Ever since the industrial revolution entered into full force, humankind began following a uniform path of consumption and production. This never-changing course consists of taking raw materials and transforming them into different goods that are later used, sold, and ultimately, turned into unconsciously managed and discarded waste.
Putting a stop to industrial waste is the circular economy – a unique model intentionally designed to regenerate and improve the industry performance and oppose the volatility caused by the ever-changing business climate.
The circular economy attains both strategic as well as operational benefits and combines a massive potential for value creation in the economical, societal, environmental, and business fields.
Environmental Benefits of the Circular Economy
Here are the main advantages and benefits stemming from the implementation of the circular economy.
1. Greenhouse Gas Emissions Reduction
One of the main circular economy goals is achieving a positive impact on the ecosystem, thus fighting the uncontrolled exploitation of natural resources used by humans. This type of economy boasts a huge potential in lessening the use of raw materials and greenhouse gas emissions. Moreover, it decreases the negative externalities, a consequence of the linear model, whilst optimizing agricultural productivity at the same time.
Regarding greenhouse gas reduction, the circular economy can be quite helpful, as it is designed to rely on the use of renewable energy, a concept far less polluting compared to the use of fossil fuels. Thanks to this dematerializing and reusing cycle, production processes require fewer materials in providing functional and solid products. Another benefit of the circular economy is its ability to reuse and repurpose production residues, and as many times as possible.
Conclusively, the favored circular economy choices are non-toxic and energy-efficient materials. Even more, the model carefully preselects its desired recycling and manufacturing processes, further contributing to the reduction of greenhouse gas emissions.
In fact, a study from the Ellen MacArthur Foundation found out that the development path of a circular economy can cut carbon dioxide emissions by half by 2030.
2. Resilient and Healthy Soils
The circular economy aims to deduct the extremely high level of natural ecosystems and land exploitation. This will mainly be achieved through the improvement of the farming system, in a way that brings essential nutrients back into the soil. Of course, the most important role in this scheme will be the anaerobic composting processes.
By accomplishing this, the ‘waste’ will be returned into the soil, resulting in fewer residues to cope with. Likely the greatest benefit of the circular economy is its ability to balance the ecosystems in production whilst making the soil far more resilient and viable. As a matter of fact, the improvement of the soil is beyond useful for the economy and nature, given that soil degradation is valued at an estimated worth of $40 billion annually.
According to a study conducted by Ellen MacArthur Foundation, a circular economy model which would be implemented in the food systems in Europe could potentially lessen the use of artificial fertilizer by 80%. This could contribute to the balancing of soils naturally.
3. Fewer Environmental Threats
Through implementing the principles of the circular economy, the negative externalities such as air pollution and water, land, and soil contamination are managed far better. The same can be also said of controlling undesirable climate changes and the emission of toxins.
4. Enlarged Economic Growth Potential
Separating resource consumption from economic growth is highly relevant to execute. The revenues increase occurring due to new circular activities, in combination with non-expensive production – reusing and optimizing dissembled materials and products – has the capacity to increase the overall gross domestic product worth. Consequently, the rise of GDP will also boost the economy as a whole.
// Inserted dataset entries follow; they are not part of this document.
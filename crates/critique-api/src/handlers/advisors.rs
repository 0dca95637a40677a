//! Advisor catalog and reference profiles.

use axum::{
    extract::{Path, State},
    http::StatusCode,
    Json,
};
use serde::{Deserialize, Serialize};

use critique_core::{DimensionalProfile, UpsertProfileRequest};

use crate::{ApiError, AppState};

#[derive(Debug, Serialize)]
pub struct AdvisorSummary {
    pub id: String,
    pub name: String,
    pub focus_areas: Vec<String>,
}

pub async fn list_advisors(State(state): State<AppState>) -> Json<Vec<AdvisorSummary>> {
    let advisors = state
        .orchestrator
        .advisors()
        .list()
        .map(|a| AdvisorSummary {
            id: a.id.clone(),
            name: a.name.clone(),
            focus_areas: a.focus_areas.clone(),
        })
        .collect();
    Json(advisors)
}

/// Reference profiles available for retrieval.
pub async fn list_profiles(
    State(state): State<AppState>,
    Path(advisor_id): Path<String>,
) -> Result<Json<Vec<DimensionalProfile>>, ApiError> {
    Ok(Json(state.orchestrator.list_references(&advisor_id).await?))
}

#[derive(Debug, Deserialize)]
pub struct ImportProfilesRequest {
    pub profiles: Vec<UpsertProfileRequest>,
}

#[derive(Debug, Serialize)]
pub struct ImportProfilesResponse {
    pub imported: usize,
    pub profiles: Vec<DimensionalProfile>,
}

/// Upsert reference profiles for an advisor.
///
/// The advisor comes from the path; any `advisor_id` or `working_set` in the
/// body is ignored. The batch is all-or-nothing on validation.
pub async fn import_profiles(
    State(state): State<AppState>,
    Path(advisor_id): Path<String>,
    Json(req): Json<ImportProfilesRequest>,
) -> Result<(StatusCode, Json<ImportProfilesResponse>), ApiError> {
    let profiles = state
        .orchestrator
        .import_references(&advisor_id, req.profiles)
        .await?;
    Ok((
        StatusCode::CREATED,
        Json(ImportProfilesResponse {
            imported: profiles.len(),
            profiles,
        }),
    ))
}
use crux_aruco::ArucoDetectParams;
use serde::{Deserialize, Serialize};

/// Which marker to look for and how big it is in the real world.
#[derive(Clone, Debug, PartialEq, Serialize, Deserialize)]
#[serde(default)]
pub struct MarkerSpec {
    /// Builtin dictionary name, e.g. `DICT_4X4_50`.
    pub dictionary: String,
    /// Physical perimeter of the printed marker (outer black frame), cm.
    pub perimeter_cm: f32,
}

impl Default for MarkerSpec {
    /// A 7 cm × 7 cm `DICT_4X4_50` marker.
    fn default() -> Self {
        Self {
            dictionary: "DICT_4X4_50".to_string(),
            perimeter_cm: 28.0,
        }
    }
}

/// Preprocessing and detection settings for [`crate::MarkerCalibrator`].
#[derive(Clone, Debug, PartialEq, Serialize, Deserialize)]
#[serde(default)]
pub struct CalibratorParams {
    /// Odd Gaussian kernel size applied before detection; `0` or `1` disables blur.
    pub blur_kernel: usize,
    /// Border added on every side for the second detection attempt.
    pub pad_border: usize,
    /// Gray value of that border.
    pub pad_value: u8,
    pub detect: ArucoDetectParams,
}

impl Default for CalibratorParams {
    fn default() -> Self {
        Self {
            blur_kernel: 7,
            pad_border: 10,
            pad_value: 255,
            detect: ArucoDetectParams::default(),
        }
    }
}
//! Indexed, filtered hold collection built from raw detector output.

use kiddo::KdTree;
use nalgebra::Point2;
use serde::{Deserialize, Serialize};

/// One detector box. `(x, y)` is the box center in image pixels.
#[derive(Clone, Copy, Debug, PartialEq, Serialize, Deserialize)]
pub struct RawDetection {
    pub x: f32,
    pub y: f32,
    pub width: f32,
    pub height: f32,
    pub class_id: u32,
    pub confidence: f32,
}

/// Which limbs may use a hold.
#[derive(Clone, Copy, Debug, Default, PartialEq, Eq, Hash, Serialize, Deserialize)]
#[serde(rename_all = "snake_case")]
pub enum HoldRole {
    #[default]
    Any,
    Hand,
    Foot,
}

impl HoldRole {
    #[inline]
    pub fn allows_hand(self) -> bool {
        matches!(self, HoldRole::Any | HoldRole::Hand)
    }

    #[inline]
    pub fn allows_foot(self) -> bool {
        matches!(self, HoldRole::Any | HoldRole::Foot)
    }
}

/// Detection filtering and class-to-role mapping.
#[derive(Clone, Debug, Default, PartialEq, Serialize, Deserialize)]
#[serde(default)]
pub struct HoldFilter {
    /// Detections below this confidence are dropped.
    pub min_confidence: f32,
    /// When set, only these classes are kept.
    pub allowed_classes: Option<Vec<u32>>,
    /// Classes usable by hands; empty means every class.
    pub hand_classes: Vec<u32>,
    /// Classes usable by feet; empty means every class.
    pub foot_classes: Vec<u32>,
}

impl HoldFilter {
    /// Role of a class. A class listed for neither limb kind, while both
    /// lists are configured, stays usable by both.
    pub fn role_for(&self, class_id: u32) -> HoldRole {
        let hand = self.hand_classes.is_empty() || self.hand_classes.contains(&class_id);
        let foot = self.foot_classes.is_empty() || self.foot_classes.contains(&class_id);
        match (hand, foot) {
            (true, false) => HoldRole::Hand,
            (false, true) => HoldRole::Foot,
            _ => HoldRole::Any,
        }
    }

    fn keeps(&self, det: &RawDetection) -> bool {
        if det.confidence < self.min_confidence {
            return false;
        }
        self.allowed_classes
            .as_ref()
            .is_none_or(|classes| classes.contains(&det.class_id))
    }
}

/// A registered hold.
#[derive(Clone, Debug, PartialEq, Serialize, Deserialize)]
pub struct Hold {
    /// Index in the registry.
    pub id: usize,
    pub center: Point2<f32>,
    pub width: f32,
    pub height: f32,
    pub class_id: u32,
    pub confidence: f32,
    pub role: HoldRole,
}

/// Immutable set of holds; ids follow insertion order after filtering.
#[derive(Clone, Debug, Default, PartialEq, Serialize)]
pub struct HoldRegistry {
    holds: Vec<Hold>,
    #[serde(skip)]
    malformed: usize,
}

impl HoldRegistry {
    pub fn from_detections(detections: &[RawDetection], filter: &HoldFilter) -> Self {
        let mut holds = Vec::with_capacity(detections.len());
        let mut malformed = 0usize;
        let mut filtered = 0usize;

        for det in detections {
            if !is_well_formed(det) {
                log::warn!("dropping malformed detection {det:?}");
                malformed += 1;
                continue;
            }
            if !filter.keeps(det) {
                filtered += 1;
                continue;
            }
            holds.push(Hold {
                id: holds.len(),
                center: Point2::new(det.x, det.y),
                width: det.width,
                height: det.height,
                class_id: det.class_id,
                confidence: det.confidence,
                role: filter.role_for(det.class_id),
            });
        }

        log::debug!(
            "registered {} holds ({filtered} filtered, {malformed} malformed)",
            holds.len()
        );
        Self { holds, malformed }
    }

    #[inline]
    pub fn len(&self) -> usize {
        self.holds.len()
    }

    #[inline]
    pub fn is_empty(&self) -> bool {
        self.holds.is_empty()
    }

    #[inline]
    pub fn get(&self, id: usize) -> Option<&Hold> {
        self.holds.get(id)
    }

    pub fn iter(&self) -> std::slice::Iter<'_, Hold> {
        self.holds.iter()
    }

    #[inline]
    pub fn holds(&self) -> &[Hold] {
        &self.holds
    }

    /// Number of detections rejected for non-finite or negative geometry.
    #[inline]
    pub fn malformed_count(&self) -> usize {
        self.malformed
    }

    /// 2-D index over hold centers; items are hold ids.
    pub(crate) fn spatial_index(&self) -> KdTree<f32, 2> {
        let mut tree: KdTree<f32, 2> = KdTree::new();
        for hold in &self.holds {
            tree.add(&[hold.center.x, hold.center.y], hold.id as u64);
        }
        tree
    }
}

impl<'a> IntoIterator for &'a HoldRegistry {
    type Item = &'a Hold;
    type IntoIter = std::slice::Iter<'a, Hold>;

    fn into_iter(self) -> Self::IntoIter {
        self.holds.iter()
    }
}

fn is_well_formed(det: &RawDetection) -> bool {
    [det.x, det.y, det.width, det.height, det.confidence]
        .iter()
        .all(|v| v.is_finite())
        && det.width >= 0.0
        && det.height >= 0.0
}

#[cfg(test)]
mod tests {
    use super::*;

    fn det(x: f32, y: f32, class_id: u32, confidence: f32) -> RawDetection {
        RawDetection {
            x,
            y,
            width: 20.0,
            height: 15.0,
            class_id,
            confidence,
        }
    }

    #[test]
    fn ids_follow_insertion_order_after_filtering() {
        let dets = [
            det(10.0, 10.0, 0, 0.9),
            det(20.0, 20.0, 0, 0.2),
            det(30.0, 30.0, 1, 0.8),
            det(40.0, 40.0, 2, 0.95),
        ];
        let filter = HoldFilter {
            min_confidence: 0.5,
            allowed_classes: Some(vec![0, 1]),
            ..HoldFilter::default()
        };
        let reg = HoldRegistry::from_detections(&dets, &filter);
        assert_eq!(reg.len(), 2);
        assert_eq!(reg.get(0).map(|h| h.center.x), Some(10.0));
        assert_eq!(reg.get(1).map(|h| h.center.x), Some(30.0));
        assert!(reg.iter().enumerate().all(|(i, h)| h.id == i));
    }

    #[test]
    fn malformed_detections_are_dropped() {
        let dets = [
            det(f32::NAN, 10.0, 0, 0.9),
            det(10.0, f32::INFINITY, 0, 0.9),
            RawDetection {
                width: -3.0,
                ..det(1.0, 1.0, 0, 0.9)
            },
            det(5.0, 5.0, 0, 0.9),
        ];
        let reg = HoldRegistry::from_detections(&dets, &HoldFilter::default());
        assert_eq!(reg.len(), 1);
        assert_eq!(reg.malformed_count(), 3);
    }

    #[test]
    fn roles_follow_class_lists() {
        let filter = HoldFilter {
            hand_classes: vec![1],
            foot_classes: vec![2],
            ..HoldFilter::default()
        };
        assert_eq!(filter.role_for(1), HoldRole::Hand);
        assert_eq!(filter.role_for(2), HoldRole::Foot);
        assert_eq!(filter.role_for(3), HoldRole::Any);
        assert_eq!(HoldFilter::default().role_for(7), HoldRole::Any);

        let hands_only = HoldFilter {
            hand_classes: vec![1],
            ..HoldFilter::default()
        };
        assert_eq!(hands_only.role_for(1), HoldRole::Any);
        assert_eq!(hands_only.role_for(4), HoldRole::Foot);
    }

    #[test]
    fn empty_input_gives_empty_registry() {
        let reg = HoldRegistry::from_detections(&[], &HoldFilter::default());
        assert!(reg.is_empty());
    }

    #[test]
    fn detections_deserialize_from_json() {
        let json = r#"[{"x": 1.5, "y": 2.0, "width": 10, "height": 12, "class_id": 0, "confidence": 0.7}]"#;
        let dets: Vec<RawDetection> = serde_json::from_str(json).expect("parse");
        assert_eq!(dets[0].height, 12.0);
    }
}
5. Preserving More Resources
The circular economy model has the capability to conduct a higher amount of material savings, which can reach up to 70%, compared to the process of extracting raw materials, seen in the linear economy model. Considering that the overall demand for materials will continue to rise, mostly as a result of the increase of middle classes and the global population, the circular economy will demand far fewer materials to use.
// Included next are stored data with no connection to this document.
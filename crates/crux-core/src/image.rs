/// Borrowed single-channel 8-bit image, row-major, `data.len() == width * height`.
#[derive(Clone, Copy, Debug)]
pub struct GrayImageView<'a> {
    pub width: usize,
    pub height: usize,
    pub data: &'a [u8],
}

/// Owned single-channel 8-bit image.
#[derive(Clone, Debug, PartialEq, Eq)]
pub struct GrayImage {
    pub width: usize,
    pub height: usize,
    pub data: Vec<u8>,
}

impl GrayImage {
    /// Image of the given size filled with `value`.
    pub fn filled(width: usize, height: usize, value: u8) -> Self {
        Self {
            width,
            height,
            data: vec![value; width * height],
        }
    }

    #[inline]
    pub fn view(&self) -> GrayImageView<'_> {
        GrayImageView {
            width: self.width,
            height: self.height,
            data: &self.data,
        }
    }

    /// Copy `src` into this image with its top-left corner at `(x0, y0)`.
    ///
    /// Pixels falling outside the destination are dropped.
    pub fn blit(&mut self, src: &GrayImageView<'_>, x0: usize, y0: usize) {
        for y in 0..src.height {
            let dy = y0 + y;
            if dy >= self.height {
                break;
            }
            for x in 0..src.width {
                let dx = x0 + x;
                if dx >= self.width {
                    break;
                }
                self.data[dy * self.width + dx] = src.data[y * src.width + x];
            }
        }
    }
}

impl From<::image::GrayImage> for GrayImage {
    fn from(img: ::image::GrayImage) -> Self {
        Self {
            width: img.width() as usize,
            height: img.height() as usize,
            data: img.into_raw(),
        }
    }
}

impl GrayImageView<'_> {
    #[inline]
    pub fn get(&self, x: usize, y: usize) -> u8 {
        self.data[y * self.width + x]
    }

    /// Copy into an `image` buffer, `None` when the buffer is shorter than
    /// `width * height`.
    pub fn to_luma8(&self) -> Option<::image::GrayImage> {
        let n = self.width.checked_mul(self.height)?;
        ::image::GrayImage::from_raw(
            u32::try_from(self.width).ok()?,
            u32::try_from(self.height).ok()?,
            self.data.get(..n)?.to_vec(),
        )
    }

    /// Pixel value with out-of-bounds reads returning 0 (black).
    #[inline]
    pub fn get_or_black(&self, x: i32, y: i32) -> u8 {
        if x < 0 || y < 0 || x >= self.width as i32 || y >= self.height as i32 {
            return 0;
        }
        self.data[y as usize * self.width + x as usize]
    }
}

/// Channel layout of a raw 8-bit raster.
#[derive(Clone, Copy, Debug, PartialEq, Eq, serde::Serialize, serde::Deserialize)]
#[serde(rename_all = "snake_case")]
pub enum PixelFormat {
    Gray8,
    Rgb8,
    Bgr8,
}

impl PixelFormat {
    #[inline]
    pub fn channels(self) -> usize {
        match self {
            PixelFormat::Gray8 => 1,
            PixelFormat::Rgb8 | PixelFormat::Bgr8 => 3,
        }
    }
}

/// Raster validation errors.
#[derive(thiserror::Error, Debug, Clone, PartialEq, Eq)]
pub enum ImageError {
    #[error("image has zero size (width={width}, height={height})")]
    ZeroSize { width: usize, height: usize },
    #[error("invalid image buffer length (expected {expected} bytes, got {got})")]
    BufferLength { expected: usize, got: usize },
}

/// Borrowed decoded raster in one of the supported pixel formats.
#[derive(Clone, Copy, Debug)]
pub struct RasterView<'a> {
    pub width: usize,
    pub height: usize,
    pub format: PixelFormat,
    pub data: &'a [u8],
}

impl<'a> RasterView<'a> {
    pub fn gray(width: usize, height: usize, data: &'a [u8]) -> Self {
        Self {
            width,
            height,
            format: PixelFormat::Gray8,
            data,
        }
    }

    pub fn rgb(width: usize, height: usize, data: &'a [u8]) -> Self {
        Self {
            width,
            height,
            format: PixelFormat::Rgb8,
            data,
        }
    }

    /// Check that the raster is non-empty and the buffer matches its dimensions.
    pub fn validate(&self) -> Result<(), ImageError> {
        if self.width == 0 || self.height == 0 {
            return Err(ImageError::ZeroSize {
                width: self.width,
                height: self.height,
            });
        }
        let expected = self
            .width
            .checked_mul(self.height)
            .and_then(|n| n.checked_mul(self.format.channels()))
            .ok_or(ImageError::ZeroSize {
                width: self.width,
                height: self.height,
            })?;
        if self.data.len() != expected {
            return Err(ImageError::BufferLength {
                expected,
                got: self.data.len(),
            });
        }
        Ok(())
    }

    /// Convert to grayscale using BT.601 luma weights.
    pub fn to_gray(&self) -> Result<GrayImage, ImageError> {
        self.validate()?;
        let data = match self.format {
            PixelFormat::Gray8 => self.data.to_vec(),
            PixelFormat::Rgb8 => self
                .data
                .chunks_exact(3)
                .map(|px| luma(px[0], px[1], px[2]))
                .collect(),
            PixelFormat::Bgr8 => self
                .data
                .chunks_exact(3)
                .map(|px| luma(px[2], px[1], px[0]))
                .collect(),
        };
        Ok(GrayImage {
            width: self.width,
            height: self.height,
            data,
        })
    }
}

#[inline]
fn luma(r: u8, g: u8, b: u8) -> u8 {
    let y = 0.299 * r as f32 + 0.587 * g as f32 + 0.114 * b as f32;
    y.round().clamp(0.0, 255.0) as u8
}

#[cfg(test)]
mod tests {
    use super::*;

    #[test]
    fn rgb_to_gray_uses_luma_weights() {
        let data = [255u8, 255, 255, 0, 0, 0, 255, 0, 0];
        let gray = RasterView::rgb(3, 1, &data).to_gray().expect("gray");
        assert_eq!(gray.data, vec![255, 0, 76]);
    }

    #[test]
    fn bgr_swaps_channels() {
        let rgb = RasterView::rgb(1, 1, &[0, 0, 255]).to_gray().expect("gray");
        let bgr = RasterView {
            width: 1,
            height: 1,
            format: PixelFormat::Bgr8,
            data: &[255, 0, 0],
        }
        .to_gray()
        .expect("gray");
        assert_eq!(rgb, bgr);
    }

    #[test]
    fn validate_rejects_empty_and_short_buffers() {
        assert_eq!(
            RasterView::gray(0, 10, &[]).validate(),
            Err(ImageError::ZeroSize {
                width: 0,
                height: 10
            })
        );
        assert_eq!(
            RasterView::rgb(2, 2, &[0u8; 5]).validate(),
            Err(ImageError::BufferLength {
                expected: 12,
                got: 5
            })
        );
    }

    #[test]
    fn luma8_conversion_keeps_pixels() {
        let mut img = GrayImage::filled(3, 2, 10);
        img.data[5] = 200;
        let luma = img.view().to_luma8().expect("sized");
        assert_eq!(luma.get_pixel(2, 1).0, [200]);
        assert_eq!(GrayImage::from(luma), img);

        let short = GrayImageView {
            width: 4,
            height: 4,
            data: &[0; 3],
        };
        assert!(short.to_luma8().is_none());
    }

    #[test]
    fn blit_clips_to_destination() {
        let mut dst = GrayImage::filled(4, 4, 255);
        let src = GrayImage::filled(3, 3, 0);
        dst.blit(&src.view(), 2, 2);
        assert_eq!(dst.view().get(3, 3), 0);
        assert_eq!(dst.view().get(1, 1), 255);
        assert_eq!(dst.data.iter().filter(|&&v| v == 0).count(), 4);
    }
}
The circular economy mainly avoids recycling and skips landfills, all the while focusing on making the material cycles more continuous. When it comes to the environmental aspect, the circular economy also circumvents greater pollution caused by the use of new materials.
6. Brand New Profit Opportunities
In some cases, lower input costs can create completely new and profitable streams, ultimately obtained by businesses eager to become part of the circular economy model.
In such a climate, profit opportunities rise, as does the opportunity to access new markets and cut unnecessary costs, all thanks to the new model of reducing both energy and waste. Last but not least, the application of circular economy models will also assure steady supply continuity for growing industries and individual businesses.